*Task description*.
Show all the lines in the data below that include the word "verifying".

· · ·

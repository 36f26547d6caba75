//! JWS generation and verification through the public API

use joset_common::{LoggingTransformer, base64url};
use joset_jwt::{
    Jose, JoseConfig, JwsAlgorithm, JwtError, KeyMaterial, KeyRef, Outcome, TokenError, generate_jws,
    parse,
};
use serde_json::{Value, json};

macro_rules! fixture {
    ($name:literal) => {
        include_str!(concat!(env!("CARGO_MANIFEST_DIR"), "/tests/pem_keys/", $name))
    };
}

fn claims() -> Value {
    json!({ "sub": "alice", "scope": ["read", "write"], "n": 42 })
}

fn assert_round_trip(alg: &str, signing: &KeyRef, verifying: &KeyRef) {
    let token = generate_jws(alg, &claims(), signing, None).unwrap();
    assert_eq!(token.split('.').count(), 3);
    let verified = parse(&token).set_algorithm_list(alg).verify(verifying);
    assert_eq!(verified.outcome(), &Outcome::Valid, "{alg}");
    let payload = verified.into_payload().unwrap();
    assert_eq!(payload["sub"], "alice");
    assert_eq!(payload["scope"], json!(["read", "write"]));
    assert!(payload["iat"].as_i64().unwrap() > 1_600_000_000);
}

#[test]
fn test_hmac_round_trip_with_bytes_and_base64_text() {
    LoggingTransformer::init_test();
    let secret = vec![0x5au8; 64];
    let text = base64url::encode(&secret);
    for alg in ["HS256", "HS384", "HS512"] {
        assert_round_trip(alg, &KeyRef::from(secret.clone()), &KeyRef::from(text.as_str()));
    }
}

#[test]
fn test_rsa_round_trip_with_every_key_encoding() {
    LoggingTransformer::init_test();
    for alg in ["RS256", "RS384", "RS512"] {
        for signing in [fixture!("rsa_private.pem"), fixture!("rsa_private_pkcs8.pem")] {
            for verifying in [
                fixture!("rsa_public.pem"),
                fixture!("rsa_public_pkcs1.pem"),
                fixture!("rsa_cert.pem"),
                fixture!("rsa_private.pem"),
            ] {
                assert_round_trip(alg, &KeyRef::from(signing), &KeyRef::from(verifying));
            }
        }
        // PEM supplied as bytes
        assert_round_trip(
            alg,
            &KeyRef::from(fixture!("rsa_private.pem").as_bytes()),
            &KeyRef::from(fixture!("rsa_public.pem").as_bytes().to_vec()),
        );
    }
}

#[test]
fn test_ecdsa_round_trip_per_curve() {
    LoggingTransformer::init_test();
    let cases = [
        ("ES256", fixture!("ec256_private.pem"), fixture!("ec256_public.pem"), fixture!("ec256_cert.pem"), 64),
        ("ES384", fixture!("ec384_private.pem"), fixture!("ec384_public.pem"), fixture!("ec384_cert.pem"), 96),
        ("ES512", fixture!("ec521_private.pem"), fixture!("ec521_public.pem"), fixture!("ec521_cert.pem"), 132),
    ];
    for (alg, private, public, cert, sig_len) in cases {
        let signing = KeyRef::from(private);
        for verifying in [public, cert, private] {
            assert_round_trip(alg, &signing, &KeyRef::from(verifying));
        }
        let token = generate_jws(alg, &claims(), &signing, None).unwrap();
        let signature = base64url::decode(token.rsplit('.').next().unwrap()).unwrap();
        assert_eq!(signature.len(), sig_len, "{alg} signature is fixed width");
    }
    assert_round_trip(
        "ES256",
        &KeyRef::from(fixture!("ec256_private_pkcs8.pem")),
        &KeyRef::from(fixture!("ec256_public.pem")),
    );
}

#[test]
fn test_ecdsa_signature_of_wrong_width_fails_closed() {
    let token = generate_jws("ES256", &claims(), &KeyRef::from(fixture!("ec256_private.pem")), None).unwrap();
    let (signing_input, signature) = token.rsplit_once('.').unwrap();
    let mut signature = base64url::decode(signature).unwrap();
    signature.push(0);
    let token = format!("{signing_input}.{}", base64url::encode(signature));
    let verified = parse(&token).verify(&KeyRef::from(fixture!("ec256_public.pem")));
    assert_eq!(verified.error(), Some(&TokenError::IntegrityCheckFailed));
}

/// Signing and verifying keys for `alg`
fn keys_for(alg: JwsAlgorithm) -> (KeyRef, KeyRef) {
    match alg {
        JwsAlgorithm::Hs256 | JwsAlgorithm::Hs384 | JwsAlgorithm::Hs512 => {
            (KeyRef::from(vec![1u8; 64]), KeyRef::from(vec![1u8; 64]))
        }
        JwsAlgorithm::Rs256 | JwsAlgorithm::Rs384 | JwsAlgorithm::Rs512 => (
            KeyRef::from(fixture!("rsa_private.pem")),
            KeyRef::from(fixture!("rsa_public.pem")),
        ),
        JwsAlgorithm::Es256 => (
            KeyRef::from(fixture!("ec256_private.pem")),
            KeyRef::from(fixture!("ec256_public.pem")),
        ),
        JwsAlgorithm::Es384 => (
            KeyRef::from(fixture!("ec384_private.pem")),
            KeyRef::from(fixture!("ec384_public.pem")),
        ),
        JwsAlgorithm::Es512 => (
            KeyRef::from(fixture!("ec521_private.pem")),
            KeyRef::from(fixture!("ec521_public.pem")),
        ),
    }
}

/// Same bytes, different spelling: sets an unused trailing bit
fn respell_last(segment: &str) -> String {
    const ALPHABET: &[u8] = b"ABCDEFGHIJKLMNOPQRSTUVWXYZabcdefghijklmnopqrstuvwxyz0123456789-_";
    assert_ne!(segment.len() % 4, 0, "segment has no unused bits");
    let mut bytes = segment.as_bytes().to_vec();
    let last = bytes.last_mut().unwrap();
    let value = ALPHABET.iter().position(|c| c == last).unwrap();
    *last = ALPHABET[value ^ 1];
    String::from_utf8(bytes).unwrap()
}

#[test]
fn test_tampering_is_detected_for_every_algorithm() {
    for alg in JwsAlgorithm::ALL {
        let (signing, verifying) = keys_for(alg);
        let token = generate_jws(alg.name(), &claims(), &signing, None).unwrap();
        assert!(parse(&token).verify(&verifying).is_valid(), "{alg}");
        let parts: Vec<&str> = token.split('.').collect();

        let other_header = base64url::encode(format!(r#"{{"alg":"{alg}","x":1}}"#));
        let other_payload = base64url::encode(br#"{"sub":"mallory","iat":1700000000}"#);
        let mut flipped = base64url::decode(parts[2]).unwrap();
        flipped[0] ^= 1;
        let mut spaced = parts[2].to_string();
        spaced.insert(4, ' ');

        let mut tampered = vec![
            format!("{other_header}.{}.{}", parts[1], parts[2]),
            format!("{}.{other_payload}.{}", parts[0], parts[2]),
            format!("{}.{}.{}", parts[0], parts[1], base64url::encode(flipped)),
            format!("{}.{}.", parts[0], parts[1]),
            format!("{}.{}.{spaced}", parts[0], parts[1]),
            format!("{}.{}.{}", parts[0], parts[1], parts[2].replace('-', "+").replace('_', "/")),
        ];
        if parts[2].len() % 4 != 0 {
            tampered.push(format!("{}.{}.{}", parts[0], parts[1], respell_last(parts[2])));
        }

        for token in tampered.into_iter().filter(|t| t != &token) {
            let verified = parse(&token).verify(&verifying);
            assert_eq!(verified.error(), Some(&TokenError::IntegrityCheckFailed), "{alg}: {token}");
            assert!(!verified.is_valid());
        }
    }
}

#[test]
fn test_respelled_hmac_signature_is_rejected() {
    let key = KeyRef::from(vec![1u8; 32]);
    let token = generate_jws("HS256", &claims(), &key, None).unwrap();
    let (signing_input, signature) = token.rsplit_once('.').unwrap();
    // 32 bytes leave two unused bits in the last character
    assert_eq!(signature.len(), 43);
    let respelled = format!("{signing_input}.{}", respell_last(signature));
    assert_eq!(
        base64url::decode_lenient(respell_last(signature)).unwrap(),
        base64url::decode(signature).unwrap()
    );
    assert_eq!(
        parse(&respelled).verify(&key).error(),
        Some(&TokenError::IntegrityCheckFailed)
    );
}

// RFC 7515 appendix A.1; the payload carries `exp` but no `iat`
const RFC7515_HS256: &str = "eyJ0eXAiOiJKV1QiLA0KICJhbGciOiJIUzI1NiJ9.\
eyJpc3MiOiJqb2UiLA0KICJleHAiOjEzMDA4MTkzODAsDQogImh0dHA6Ly9leGFtcGxlLmNvbS9pc19yb290Ijp0cnVlfQ.\
dBjftJeZ4CVP-mB92K27uhbUJU1p1r_wW1gFWFOEjXk";
const RFC7515_HS256_KEY: &str =
    "AyM1SysPpbyDfgZld3umj1qzKObwVMkoqQ-EstJQLr_T-1qS0gZH75aKtMN3Yj0iPS4hcgUuTwjAzZr1Z9CAow";

// RFC 7515 appendix A.3
const RFC7515_ES256: &str = "eyJhbGciOiJFUzI1NiJ9.\
eyJpc3MiOiJqb2UiLA0KICJleHAiOjEzMDA4MTkzODAsDQogImh0dHA6Ly9leGFtcGxlLmNvbS9pc19yb290Ijp0cnVlfQ.\
DtEhU3ljbEg8L38VWAfUAqOyKAM6-Xx-F4GawxaepmXFCgfTjDxw5djxLa8ISlSApmWQxfKTUJqPP3-Kg6NU1Q";

#[test]
fn test_rfc7515_vectors_pass_the_integrity_check() {
    let cases = [
        (RFC7515_HS256, KeyRef::from(RFC7515_HS256_KEY)),
        (RFC7515_ES256, KeyRef::from(fixture!("rfc7515_es256_public.pem"))),
    ];
    for (token, key) in cases {
        let parsed = parse(token);
        assert_eq!(parsed.payload().unwrap()["exp"], json!(1_300_819_380));
        // the signature verifies, so the claim checks run and find no iat
        let verified = parsed.verify(&key);
        assert_eq!(verified.error(), Some(&TokenError::InvalidIat));

        let (signing_input, signature) = token.rsplit_once('.').unwrap();
        let mut signature = base64url::decode(signature).unwrap();
        signature[5] ^= 0x80;
        let tampered = format!("{signing_input}.{}", base64url::encode(signature));
        assert_eq!(
            parse(&tampered).verify(&key).error(),
            Some(&TokenError::IntegrityCheckFailed)
        );
    }
}

#[test]
fn test_key_mismatch_fails_closed() {
    let token = generate_jws("RS256", &claims(), &KeyRef::from(fixture!("rsa_private.pem")), None).unwrap();
    for wrong in [
        KeyRef::from(fixture!("rsa_other_private.pem")),
        KeyRef::from(fixture!("ec256_public.pem")),
        KeyRef::from("not a pem"),
        KeyRef::from(vec![0xffu8, 0xfe]),
    ] {
        let verified = parse(&token).verify(&wrong);
        assert_eq!(verified.error(), Some(&TokenError::IntegrityCheckFailed));
    }

    let secret = vec![7u8; 32];
    let token = generate_jws("HS256", &claims(), &KeyRef::from(secret.clone()), None).unwrap();
    // hex text is decoded as base64, giving a different key
    let hex_text = KeyRef::from(hex::encode(&secret));
    assert_eq!(
        parse(&token).verify(&hex_text).error(),
        Some(&TokenError::IntegrityCheckFailed)
    );
    let truncated = KeyRef::from(secret[..31].to_vec());
    assert_eq!(
        parse(&token).verify(&truncated).error(),
        Some(&TokenError::IntegrityCheckFailed)
    );
}

#[test]
fn test_generation_errors() {
    let secret = KeyRef::from(vec![1u8; 31]);
    assert!(matches!(
        generate_jws("HS256", &claims(), &secret, None),
        Err(JwtError::InvalidKey(_))
    ));
    assert_eq!(
        generate_jws("PS256", &claims(), &KeyRef::from(vec![1u8; 64]), None),
        Err(JwtError::UnrecognizedAlgorithm("PS256".into()))
    );
    assert!(matches!(
        generate_jws("ES256", &claims(), &KeyRef::from(fixture!("rsa_private.pem")), None),
        Err(JwtError::InvalidKey(_))
    ));
    assert!(generate_jws("RS256", &claims(), &KeyRef::from(fixture!("rsa_public.pem")), None).is_err());
}

#[test]
fn test_algorithm_allow_list() {
    let key = KeyRef::from(vec![1u8; 64]);
    let token = generate_jws("HS256", &claims(), &key, None).unwrap();

    let verified = parse(&token).set_algorithm_list(["HS384", "HS512"]).verify(&key);
    assert_eq!(verified.error(), Some(&TokenError::UnwantedAlgorithm("HS256".into())));
    assert_eq!(verified.error().unwrap().to_string(), "Unwanted algorithm HS256");

    let verified = parse(&token).set_algorithm_list(vec!["HS256", "HS512"]).verify(&key);
    assert!(verified.is_valid());
}

#[test]
fn test_header_without_usable_alg() {
    let key = KeyRef::from(vec![1u8; 64]);
    let payload = base64url::encode(br#"{"iat":1700000000}"#);
    for (header, expected) in [
        (r#"{"typ":"JWT"}"#, TokenError::MissingAlg),
        (r#"{"alg":null}"#, TokenError::MissingAlg),
        (r#"{"alg":"none"}"#, TokenError::UnrecognizedAlgorithm("none".into())),
    ] {
        let token = format!("{}.{payload}.", base64url::encode(header));
        assert_eq!(parse(&token).verify(&key).error(), Some(&expected));
    }
}

#[test]
fn test_audience_and_issuer() {
    let key = KeyRef::from(vec![1u8; 32]);
    let token = generate_jws("HS256", &json!({ "aud": "api", "iss": "auth" }), &key, None).unwrap();
    let bare = generate_jws("HS256", &json!({}), &key, None).unwrap();

    assert!(parse(&token).set_audience(["web", "api"]).set_issuer("auth").verify(&key).is_valid());
    assert_eq!(
        parse(&bare).set_audience("api").verify(&key).error(),
        Some(&TokenError::MissingAudience)
    );
    assert_eq!(
        parse(&token).set_audience("web").verify(&key).error(),
        Some(&TokenError::MismatchingAudience)
    );
    assert_eq!(
        parse(&bare).set_issuer("auth").verify(&key).error(),
        Some(&TokenError::MissingIssuer)
    );
    let verified = parse(&token).set_issuer(vec!["other".to_string()]).verify(&key);
    assert_eq!(verified.error().unwrap().to_string(), "Mismatching iss claim in payload");
}

#[test]
fn test_expiration_with_fixed_clock() {
    let issued = 1_700_000_000;
    let key = KeyRef::from(vec![1u8; 32]);
    let issuer = Jose::new(JoseConfig::default().with_fixed_time(issued * 1000));
    let token = issuer.generate_jws("HS256", &json!({}), &key, None).unwrap();
    let with_exp = issuer
        .generate_jws("HS256", &json!({ "exp": issued + 4 }), &key, None)
        .unwrap();

    let at = |secs: i64| Jose::new(JoseConfig::default().with_fixed_time(secs * 1000));

    // no exp and no lifetime never expires
    assert!(at(issued + 1_000_000).parse(&token).verify(&key).is_valid());

    let verified = at(issued + 60).parse(&token).set_token_lifetime(60).verify(&key);
    assert!(verified.is_valid());
    let verified = at(issued + 61).parse(&token).set_token_lifetime(60).verify(&key);
    assert_eq!(verified.expired(), Some(issued + 60));
    assert_eq!(verified.payload().unwrap()["iat"], json!(issued));

    let verified = at(issued + 5).parse(&with_exp).set_token_lifetime(60).verify(&key);
    assert_eq!(verified.outcome(), &Outcome::Expired(issued + 4));
    assert!(at(issued + 3).parse(&with_exp).verify(&key).is_valid());
}

#[test]
fn test_keystore_resolution() {
    let store = KeyRef::keystore([
        ("hmac", KeyMaterial::from(vec![1u8; 32])),
        ("rsa", KeyMaterial::from(fixture!("rsa_private.pem"))),
        ("empty", KeyMaterial::from(Vec::new())),
    ]);

    let token = generate_jws("RS256", &claims(), &store, Some("rsa")).unwrap();
    let verified = parse(&token).verify(&store);
    assert!(verified.is_valid());
    assert_eq!(verified.header().unwrap()["kid"], "rsa");

    assert_eq!(
        generate_jws("HS256", &claims(), &store, Some("missing")),
        Err(JwtError::InvalidKeyId)
    );
    assert_eq!(
        generate_jws("HS256", &claims(), &store, Some("empty")),
        Err(JwtError::InvalidKeyId)
    );

    // a token naming a kid the verifier does not hold
    let other_store = KeyRef::keystore([("other", vec![1u8; 32])]);
    let token = generate_jws("HS256", &claims(), &store, Some("hmac")).unwrap();
    let error = parse(&token).verify(&other_store).error().cloned().unwrap();
    assert_eq!(error, TokenError::KeyNotFound { kid: "hmac".into() });

    // a direct key ignores the kid header
    assert!(parse(&token).verify(&KeyRef::from(vec![1u8; 32])).is_valid());
}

· · ·

*Solution for this task*.
fn assert_round_trip(alg: &str, signing: &KeyRef, verifying: &KeyRef) {
    let verified = parse(&token).set_algorithm_list(alg).verify(verifying);
            for verifying in [
                assert_round_trip(alg, &KeyRef::from(signing), &KeyRef::from(verifying));
        for verifying in [public, cert, private] {
            assert_round_trip(alg, &signing, &KeyRef::from(verifying));
/// Signing and verifying keys for `alg`
        let (signing, verifying) = keys_for(alg);
        assert!(parse(&token).verify(&verifying).is_valid(), "{alg}");
            let verified = parse(&token).verify(&verifying);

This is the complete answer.